Protocolos de congelación de óvulos

PROTOCOLOS DE CONGELACIÓN LENTA MODIFICADA Y VITRIFICACIÓN

En el artículo científico “Vitrificación vs Congelación de óvulos” se comparan dos métodos de preservación de los ovocitos, uno lento (congelación lenta) y otro ultrarrápido (vitrificación), en relación a la supervivencia de los ovocitos, la tasa de fecundación, el desarrollo de los embriones tras ser fecundados, la formación del huso meiótico en los ovocitos y su alineamiento cromosómico.

Los protocolos que se siguieron para realizar la congelación y descongelación lenta modificada de los ovocitos, o bien la vitrificación y desvitrificación de los ovocitos se relata a continuación:

CONGELACIÓN – DESCONGELACIÓN LENTA MODIFICADA

▬ CONGELACIÓN LENTA MODIFICADA ▬

Este método se basa en el método de congelación de Fabbri y colaboradores, para lo cual, tras denudar los ovocitos se introdujeron en medio de fluido tubárico humano (HTF) suplementado que contenía una concentración de 1,5 M de 1,2-propanodiol (PROH).

De ahí, se transfirieron durante10 minutos al medio de congelación, compuesto de 1,5M PROH y 0,3 M de sacarosa.

Los ovocitos se dividieron en grupos de 2 o de 3 y se cargaron en pajuelas que se termosellaron y se colocaron en un congelador programable a 25ºC, donde se irían enfriando poco a poco siguiendo los siguientes pasos:

I) Enfriamiento donde se baja la temperatura 2ºC cada minuto.

II) Cuando llega a 7ºC bajo cero se realiza el “seeding” manual y se mantienen a – 7ºC durante 10 minutos.

III) Se prosigue con el enfriamiento disminuyendo la temperatura 0,3ºC por minuto hasta llegar a los – 33ºC.

IV) Se sumergen en nitrógeno líquido a – 196ºC.

▬ DESCONGELACIÓN LENTA MODIFICADA ▬

Se extrajeron las pajuelas y se siguió el siguiente protocolo:

I) Se dejaron a temperatura ambiente 40 segundos.

II) Se sumergieron a 31ºC en un baño maría durante 60 segundos.

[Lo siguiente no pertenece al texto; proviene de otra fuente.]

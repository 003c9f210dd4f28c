//! Progression context: read-only view of the meta-game counters.
//!
//! The hub/economy layer owns these numbers (merchant kills, armor and sword
//! upgrades). The combat core only reads them: at spawn time to size health
//! and weapon damage, and per hit to apply tier scaling.

use bevy::prelude::*;
use serde::{Deserialize, Serialize};

/// Incoming damage to the player grows 12% per merchant tier;
/// damage dealt to hostiles shrinks by the same factor.
pub const DAMAGE_PER_TIER: f32 = 0.12;

#[derive(Resource, Debug, Clone, Copy, Default, PartialEq, Reflect, Serialize, Deserialize)]
#[reflect(Resource)]
#[serde(default)]
pub struct Progression {
    /// How many merchants the player has murdered (0 = first run)
    pub merchant_tier: u32,
    pub armor_level: u32,
    pub sword_level: u32,
}

impl Progression {
    /// `1 + per_tier * tier`
    pub fn tier_multiplier(&self, per_tier: f32) -> f32 {
        1.0 + per_tier.max(0.0) * self.merchant_tier as f32
    }

    /// Scale applied to damage the player receives.
    pub fn incoming_player_scale(&self) -> f32 {
        self.tier_multiplier(DAMAGE_PER_TIER)
    }

    /// Scale applied to damage hostiles receive (inverse of the player scale).
    pub fn incoming_hostile_scale(&self) -> f32 {
        1.0 / self.incoming_player_scale()
    }

    /// Extra hit points from armor: milestones at 1, 3, 6, 10, 15, ... (triangular numbers).
    pub fn armor_extra_hits(&self) -> i32 {
        let mut extra = 0;
        let mut needed = 1u32;
        while self.armor_level >= needed {
            extra += 1;
            needed += extra as u32 + 1;
        }
        extra
    }

    pub fn player_max_health(&self, base: i32) -> i32 {
        (base + self.armor_extra_hits()).max(1)
    }

    /// Boss hit points grow linearly with tier, never below 1.
    pub fn boss_max_health(&self, base: i32, per_tier: f32) -> i32 {
        scaled_at_least_one(base, self.tier_multiplier(per_tier))
    }

    /// Boss sword damage grows linearly with tier, never below 1.
    pub fn boss_weapon_damage(&self, base: i32, per_tier: f32) -> i32 {
        scaled_at_least_one(base, self.tier_multiplier(per_tier))
    }

    pub fn player_weapon_damage(&self, base: i32) -> i32 {
        (base + (self.sword_level / 2) as i32).max(1)
    }
}

fn scaled_at_least_one(base: i32, multiplier: f32) -> i32 {
    ((base as f32 * multiplier).round() as i32).max(1)
}

#[cfg(test)]
mod tests {
    use super::*;

    #[test]
    fn test_armor_extra_hits_triangular() {
        let expected = [(0, 0), (1, 1), (2, 1), (3, 2), (5, 2), (6, 3), (9, 3), (10, 4), (15, 5)];
        for (armor_level, extra) in expected {
            let progression = Progression { armor_level, ..default() };
            assert_eq!(progression.armor_extra_hits(), extra, "armor {}", armor_level);
        }
    }

    #[test]
    fn test_tier_scaling() {
        let first_run = Progression::default();
        assert_eq!(first_run.incoming_player_scale(), 1.0);
        assert_eq!(first_run.incoming_hostile_scale(), 1.0);

        let third_run = Progression { merchant_tier: 2, ..default() };
        assert!((third_run.incoming_player_scale() - 1.24).abs() < 1e-5);
        assert!(third_run.incoming_hostile_scale() < 1.0);
    }

    #[test]
    fn test_boss_numbers_scale_with_tier() {
        let progression = Progression { merchant_tier: 1, ..default() };
        assert_eq!(progression.boss_max_health(50, 0.3), 65);
        assert_eq!(progression.boss_weapon_damage(2, 0.15), 2); // 2.3 rounds down
        assert_eq!(Progression::default().boss_max_health(0, 0.3), 1);
    }

    #[test]
    fn test_player_weapon_damage_from_sword_level() {
        let progression = Progression { sword_level: 5, ..default() };
        assert_eq!(progression.player_weapon_damage(1), 3);
    }
}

III) Se fueron lavando-hidratando de forma secuencial, para eliminar los restos de crioprotector.

IV) Se mantuvieron en medio HTF en el incubador a 37ºC durante 2-3 horas antes de microinyectarlos (ICSI).

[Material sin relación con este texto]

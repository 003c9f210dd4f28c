//! Weapon: the damage-dealing hit surface.
//!
//! The action scheduler is the only writer of `enabled` and `pivot_degrees`.
//! Each activation keeps its own hit list so one swing damages a target once.

use bevy::prelude::*;

use super::Body;

#[derive(Component, Debug, Clone, PartialEq, Reflect)]
#[reflect(Component)]
pub struct Weapon {
    pub enabled: bool,
    pub damage: i32,
    /// Distance from body centre to the hit circle
    pub reach: f32,
    pub radius: f32,
    /// Local rotation of the weapon pivot relative to facing (degrees)
    pub pivot_degrees: f32,
    /// Targets already hit during the current activation
    pub hits: Vec<Entity>,
}

impl Weapon {
    pub fn new(damage: i32, reach: f32, radius: f32) -> Self {
        Self {
            enabled: false,
            damage: damage.max(1),
            reach: reach.max(0.0),
            radius: radius.max(0.0),
            pivot_degrees: 0.0,
            hits: Vec::new(),
        }
    }

    /// Enabling a disabled surface starts a fresh activation.
    pub fn set_enabled(&mut self, enabled: bool) {
        if enabled && !self.enabled {
            self.hits.clear();
        }
        self.enabled = enabled;
    }

    /// World-space centre of the hit circle.
    pub fn tip(&self, body: &Body) -> Vec2 {
        let direction = Vec2::from_angle(self.pivot_degrees.to_radians()).rotate(body.facing);
        body.position + direction * self.reach
    }

    /// Records the target; false if it was already hit this activation.
    pub fn register_hit(&mut self, target: Entity) -> bool {
        if self.hits.contains(&target) {
            return false;
        }
        self.hits.push(target);
        true
    }
}
//! Body: 2D kinematic state owned by the actor.
//!
//! `velocity` is steering (AI, actions) and is zeroed by stops/stuns/death.
//! `knockback` is the impulse-driven part; it decays on its own so a stunned
//! or dead actor still slides back from the hit.

use bevy::prelude::*;

const DIRECTION_EPSILON: f32 = 1e-6;

#[derive(Component, Debug, Clone, Copy, PartialEq, Reflect)]
#[reflect(Component)]
pub struct Body {
    pub position: Vec2,
    pub velocity: Vec2,
    /// Unit vector the actor (and its weapon pivot) faces
    pub facing: Vec2,
    pub radius: f32,
    pub knockback: Vec2,
    /// Per-second decay of `knockback` (linear drag)
    pub knockback_drag: f32,
}

impl Default for Body {
    fn default() -> Self {
        Self::new(Vec2::ZERO, 0.5)
    }
}

impl Body {
    pub fn new(position: Vec2, radius: f32) -> Self {
        Self {
            position,
            velocity: Vec2::ZERO,
            facing: Vec2::Y,
            radius: radius.max(0.0),
            knockback: Vec2::ZERO,
            knockback_drag: 10.0,
        }
    }

    pub fn stop(&mut self) {
        self.velocity = Vec2::ZERO;
    }

    /// Impulse on a unit-mass body: steering is dropped, knockback replaced.
    pub fn apply_impulse(&mut self, impulse: Vec2) {
        if impulse == Vec2::ZERO {
            return;
        }
        self.velocity = Vec2::ZERO;
        self.knockback = impulse;
    }

    /// Direction towards `target`, `None` when standing on it.
    pub fn direction_to(&self, target: Vec2) -> Option<Vec2> {
        let delta = target - self.position;
        if delta.length_squared() < DIRECTION_EPSILON {
            None
        } else {
            Some(delta.normalize())
        }
    }

    /// Snap facing to the target. Returns false if the target is on top of us.
    pub fn face_towards(&mut self, target: Vec2) -> bool {
        match self.direction_to(target) {
            Some(dir) => {
                self.facing = dir;
                true
            }
            None => false,
        }
    }

    /// Rotate facing towards the target by at most `max_degrees`.
    pub fn turn_towards(&mut self, target: Vec2, max_degrees: f32) {
        let Some(desired) = self.direction_to(target) else {
            return;
        };
        let signed = signed_angle(self.facing, desired);
        let limit = max_degrees.max(0.0).to_radians();
        let step = signed.clamp(-limit, limit);
        self.facing = Vec2::from_angle(step)
            .rotate(self.facing)
            .try_normalize()
            .unwrap_or(desired);
    }

    /// Unsigned angle (degrees) between facing and the direction to `target`.
    pub fn angle_to(&self, target: Vec2) -> Option<f32> {
        self.direction_to(target)
            .map(|dir| signed_angle(self.facing, dir).abs().to_degrees())
    }

    /// Move along the steering velocity at `speed`, facing the target.
    pub fn steer_towards(&mut self, target: Vec2, speed: f32) {
        match self.direction_to(target) {
            Some(dir) => {
                self.facing = dir;
                self.velocity = dir * speed.max(0.0);
            }
            None => self.stop(),
        }
    }
}

fn signed_angle(from: Vec2, to: Vec2) -> f32 {
    from.perp_dot(to).atan2(from.dot(to))
}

VITRIFICACIÓN-DESVITRIFICACIÓN

▬ VITRIFICACIÓN ▬
Para proceder a la vitrificación de los ovocitos, se realizaron los pasos siguientes:

1) Se sumergieron en un medio de equilibrio, compuesto por etilenglicol (EG) y PROH (al 7,5% v/v) durante 5 minutos.

2) Se transfirieron a medio de vitrificación entre 45-60 segundos, compuesto por EG y PROH (al 15% v/v) y 0,5 M de sacarosa.

3) Se cargaron en las “cucharas” especiales para ello y se sumergieron directamente en nitrógeno líquido.

4) Se mantuvieron durante un mes vitrificados.

▬ DESVITRIFICACIÓN ▬

Se usó la misma casa comercial que para la vitrificación y se hizo lo siguiente:

1) Se introdujo la cuchara durante 1 minuto a 37º C en 1 M de sacarosa, pasando por 3 concentraciones diferentes de la misma, de forma decreciente, durante 3 minutos cada uno (1 M, 0’50 M y 0’25 M).

2) Los ovocitos se pasaron a un medio de lavado, dos veces seguidas.

3) Tras las 2-3 horas de cultivo, se examinó la integridad de la membrana y los ovocitos intactos se microinyectaron (ICSI).